══ THE DATA
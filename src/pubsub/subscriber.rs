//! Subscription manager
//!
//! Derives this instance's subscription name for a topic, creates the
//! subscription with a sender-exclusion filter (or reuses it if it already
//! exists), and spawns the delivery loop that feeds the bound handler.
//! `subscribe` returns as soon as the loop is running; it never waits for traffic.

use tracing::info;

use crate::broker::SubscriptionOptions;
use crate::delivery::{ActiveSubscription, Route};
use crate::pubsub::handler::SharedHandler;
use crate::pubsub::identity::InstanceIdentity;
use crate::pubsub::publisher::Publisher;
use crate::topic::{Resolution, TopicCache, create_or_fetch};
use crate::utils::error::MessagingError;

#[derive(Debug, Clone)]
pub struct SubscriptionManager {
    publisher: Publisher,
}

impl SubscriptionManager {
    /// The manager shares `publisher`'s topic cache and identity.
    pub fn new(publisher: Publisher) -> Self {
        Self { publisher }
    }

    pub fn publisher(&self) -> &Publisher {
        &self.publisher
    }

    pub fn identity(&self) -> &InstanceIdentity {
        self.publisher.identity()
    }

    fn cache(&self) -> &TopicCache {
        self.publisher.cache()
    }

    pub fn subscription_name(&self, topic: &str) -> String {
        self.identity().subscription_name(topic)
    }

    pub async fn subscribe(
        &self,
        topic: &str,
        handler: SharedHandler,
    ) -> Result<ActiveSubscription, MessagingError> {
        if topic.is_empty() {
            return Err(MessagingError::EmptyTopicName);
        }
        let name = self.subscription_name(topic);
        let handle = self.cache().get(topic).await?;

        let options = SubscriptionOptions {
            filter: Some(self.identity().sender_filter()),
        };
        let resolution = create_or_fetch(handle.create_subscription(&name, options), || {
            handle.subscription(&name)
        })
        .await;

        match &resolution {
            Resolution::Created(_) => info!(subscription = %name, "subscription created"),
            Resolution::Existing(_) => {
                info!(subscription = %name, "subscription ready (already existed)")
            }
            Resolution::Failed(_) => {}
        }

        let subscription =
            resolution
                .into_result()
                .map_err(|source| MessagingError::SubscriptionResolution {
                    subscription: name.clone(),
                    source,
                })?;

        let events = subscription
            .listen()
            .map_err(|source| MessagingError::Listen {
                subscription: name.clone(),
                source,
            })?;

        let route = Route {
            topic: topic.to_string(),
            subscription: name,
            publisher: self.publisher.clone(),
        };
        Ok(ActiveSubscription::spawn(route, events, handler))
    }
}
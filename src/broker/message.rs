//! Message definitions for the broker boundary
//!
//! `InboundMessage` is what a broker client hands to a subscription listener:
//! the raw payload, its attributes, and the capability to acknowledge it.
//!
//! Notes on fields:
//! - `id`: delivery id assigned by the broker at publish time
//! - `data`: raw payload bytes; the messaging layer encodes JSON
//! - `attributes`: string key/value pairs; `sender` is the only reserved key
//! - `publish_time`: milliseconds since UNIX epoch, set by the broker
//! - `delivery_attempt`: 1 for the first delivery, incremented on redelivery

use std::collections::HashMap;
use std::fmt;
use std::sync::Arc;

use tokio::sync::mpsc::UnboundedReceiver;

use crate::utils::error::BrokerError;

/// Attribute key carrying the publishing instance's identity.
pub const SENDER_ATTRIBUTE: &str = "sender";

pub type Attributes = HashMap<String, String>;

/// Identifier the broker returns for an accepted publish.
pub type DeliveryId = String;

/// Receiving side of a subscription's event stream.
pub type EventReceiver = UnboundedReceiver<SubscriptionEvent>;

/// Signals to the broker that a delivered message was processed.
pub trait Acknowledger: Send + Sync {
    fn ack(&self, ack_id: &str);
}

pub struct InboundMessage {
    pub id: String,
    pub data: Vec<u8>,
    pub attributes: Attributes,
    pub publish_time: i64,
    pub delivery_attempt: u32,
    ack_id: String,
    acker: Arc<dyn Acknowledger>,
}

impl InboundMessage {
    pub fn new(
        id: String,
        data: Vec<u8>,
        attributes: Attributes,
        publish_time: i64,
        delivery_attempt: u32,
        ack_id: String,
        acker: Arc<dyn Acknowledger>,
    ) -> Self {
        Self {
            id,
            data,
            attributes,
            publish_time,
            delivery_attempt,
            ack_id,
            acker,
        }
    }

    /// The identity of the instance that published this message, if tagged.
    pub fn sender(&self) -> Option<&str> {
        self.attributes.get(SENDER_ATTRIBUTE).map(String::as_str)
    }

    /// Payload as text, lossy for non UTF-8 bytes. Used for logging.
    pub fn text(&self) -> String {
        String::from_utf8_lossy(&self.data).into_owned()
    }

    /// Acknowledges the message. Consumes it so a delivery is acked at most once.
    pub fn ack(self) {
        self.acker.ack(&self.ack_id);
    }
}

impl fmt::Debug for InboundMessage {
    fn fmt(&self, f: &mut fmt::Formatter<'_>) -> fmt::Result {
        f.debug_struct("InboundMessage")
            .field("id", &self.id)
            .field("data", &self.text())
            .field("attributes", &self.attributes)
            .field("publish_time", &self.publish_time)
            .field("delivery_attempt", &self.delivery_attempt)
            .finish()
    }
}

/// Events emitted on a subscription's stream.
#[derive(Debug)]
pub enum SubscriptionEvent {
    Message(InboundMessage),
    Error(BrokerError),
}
════
■ **WHAT NEEDS TO BE DONE**: Supply only the count of lines above holding "HashMap".

■ **REPLY TO THE EXERCISE**: 2